• [HOW TO COMPLETE THIS TASK]
Give the number of lines in these entries that contain the string "rewritten", with no further comment.

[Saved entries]
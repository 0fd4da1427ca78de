//! # IUCCTL CLI
//!
//! Command-line interface for the Image Update Controller.
//!
//! ## Usage
//!
//! ```bash
//! # List all ImageUpdateConfig resources
//! iucctl list
//!
//! # Show status of an ImageUpdateConfig
//! iucctl status --namespace default --name nginx
//!
//! # Make the next pass due immediately
//! iucctl reconcile --namespace default --name nginx
//!
//! # Try a path against a local file without writing it
//! iucctl check --file deployment.yaml --path 'spec.template.spec.containers[0].image' \
//!     --value 1.21 --image-tag-only
//! ```

use anyhow::{Context, Result};
use clap::{Parser, Subcommand};
use image_update_controller::constants::CONDITION_READY;
use image_update_controller::crd::ImageUpdateConfig;
use image_update_controller::document::{self, codec_for_path, Value};
use kube::{
    api::{Api, ListParams, Patch, PatchParams},
    Client,
};
use serde_json::json;
use std::path::PathBuf;

/// Image Update Controller CLI
#[derive(Parser)]
#[command(name = "iucctl")]
#[command(about = "Image Update Controller CLI", long_about = None)]
struct Cli {
    #[command(subcommand)]
    command: Commands,
}

#[derive(Subcommand)]
enum Commands {
    /// List ImageUpdateConfig resources
    List {
        /// Namespace to list resources in (defaults to all namespaces)
        #[arg(short, long)]
        namespace: Option<String>,
    },
    /// Show status of an ImageUpdateConfig resource as YAML
    Status {
        /// Name of the ImageUpdateConfig resource
        #[arg(long)]
        name: String,

        /// Namespace of the ImageUpdateConfig resource
        #[arg(short, long, default_value = "default")]
        namespace: String,
    },
    /// Clear the last check time so the next pass runs immediately
    Reconcile {
        /// Name of the ImageUpdateConfig resource
        #[arg(long)]
        name: String,

        /// Namespace of the ImageUpdateConfig resource
        #[arg(short, long, default_value = "default")]
        namespace: String,
    },
    /// Validate a path against a local YAML/JSON file
    Check {
        /// File to read
        #[arg(short, long)]
        file: PathBuf,

        /// Path expression, e.g. `spec.template.spec.containers[0].image`
        #[arg(short, long)]
        path: String,

        /// Print the document rewritten with this value (the file is not modified)
        #[arg(long)]
        value: Option<String>,

        /// Replace only the tag part of an image reference
        #[arg(long)]
        image_tag_only: bool,
    },
}

#[tokio::main]
async fn main() -> Result<()> {
    tracing_subscriber::fmt()
        .with_env_filter(
            tracing_subscriber::EnvFilter::try_from_default_env()
                .unwrap_or_else(|_| "iucctl=info".into()),
        )
        .init();

    let cli = Cli::parse();

    match cli.command {
        Commands::Check {
            file,
            path,
            value,
            image_tag_only,
        } => check_command(&file, &path, value.as_deref(), image_tag_only).await,
        Commands::List { namespace } => list_command(client().await?, namespace).await,
        Commands::Status { name, namespace } => {
            status_command(client().await?, &name, &namespace).await
        }
        Commands::Reconcile { name, namespace } => {
            reconcile_command(client().await?, &name, &namespace).await
        }
    }
}

async fn client() -> Result<Client> {
    Client::try_default()
        .await
        .context("Failed to create Kubernetes client. Ensure kubeconfig is configured.")
}

/// List ImageUpdateConfig resources with their tags and readiness
async fn list_command(client: Client, namespace: Option<String>) -> Result<()> {
    let api: Api<ImageUpdateConfig> = if let Some(ns) = namespace {
        println!("Listing ImageUpdateConfig resources in namespace '{ns}'...");
        Api::namespaced(client, &ns)
    } else {
        println!("Listing ImageUpdateConfig resources in all namespaces...");
        Api::all(client)
    };

    let configs = api
        .list(&ListParams::default())
        .await
        .context("Failed to list ImageUpdateConfig resources")?;

    if configs.items.is_empty() {
        println!("No ImageUpdateConfig resources found.");
        return Ok(());
    }

    println!(
        "\n{:<30} {:<20} {:<20} {:<20} {:<8}",
        "NAME", "NAMESPACE", "CURRENT TAG", "LATEST TAG", "READY"
    );
    println!("{}", "-".repeat(100));

    for config in configs.items {
        let name = config.metadata.name.as_deref().unwrap_or("<unknown>");
        let ns = config.metadata.namespace.as_deref().unwrap_or("<unknown>");
        let status = config.status.unwrap_or_default();
        let ready = status
            .condition(CONDITION_READY)
            .map_or("Unknown", |c| c.status.as_str());
        let ready = if config.spec.disabled { "Disabled" } else { ready };

        println!(
            "{:<30} {:<20} {:<20} {:<20} {:<8}",
            name,
            ns,
            status.current_tag.as_deref().unwrap_or("-"),
            status.latest_tag.as_deref().unwrap_or("-"),
            ready
        );
    }

    Ok(())
}

/// Print the status subresource as YAML
async fn status_command(client: Client, name: &str, namespace: &str) -> Result<()> {
    let api: Api<ImageUpdateConfig> = Api::namespaced(client, namespace);
    let config = api
        .get_status(name)
        .await
        .with_context(|| format!("Failed to get ImageUpdateConfig '{namespace}/{name}'"))?;

    match config.status {
        Some(status) => {
            let yaml = serde_yaml::to_string(&status).context("Failed to render status")?;
            print!("{yaml}");
        }
        None => println!("No status available (resource may not have been reconciled yet)"),
    }
    Ok(())
}

/// Clear `status.lastChecked` so the interval gate lets the next pass through
async fn reconcile_command(client: Client, name: &str, namespace: &str) -> Result<()> {
    println!("Triggering reconciliation for ImageUpdateConfig '{namespace}/{name}'...");

    let api: Api<ImageUpdateConfig> = Api::namespaced(client, namespace);
    let patch = json!({ "status": { "lastChecked": null } });
    api.patch_status(name, &PatchParams::apply("iucctl"), &Patch::Merge(&patch))
        .await
        .with_context(|| format!("Failed to trigger reconciliation for '{namespace}/{name}'"))?;

    println!("Reconciliation triggered for {namespace}/{name}");
    println!("The controller will check the repository on its next pass.");
    Ok(())
}

fn render_value(value: &Value) -> Result<String> {
    match value.as_str() {
        Some(s) => Ok(s.to_string()),
        None => Ok(serde_yaml::to_string(value)
            .context("Failed to render value")?
            .trim_end()
            .to_string()),
    }
}

/// Validate `path`, print its current value and optionally the rewritten document
async fn check_command(
    file: &std::path::Path,
    path: &str,
    value: Option<&str>,
    image_tag_only: bool,
) -> Result<()> {
    document::validate(path).with_context(|| format!("Invalid path '{path}'"))?;

    let bytes = tokio::fs::read(file)
        .await
        .with_context(|| format!("Failed to read {}", file.display()))?;
    let codec = codec_for_path(file);

    let current = document::value_at(codec, &bytes, path)
        .map_err(|e| e.in_file(&file.display().to_string()))?;
    println!("Current value: {}", render_value(&current)?);

    if let Some(new_value) = value {
        let updated = document::apply_mutation(codec, &bytes, path, new_value, image_tag_only)
            .map_err(|e| e.in_file(&file.display().to_string()))?;
        println!("---");
        print!("{}", String::from_utf8_lossy(&updated));
    }
    Ok(())
}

• [RESPONSE TO THE TASK]
2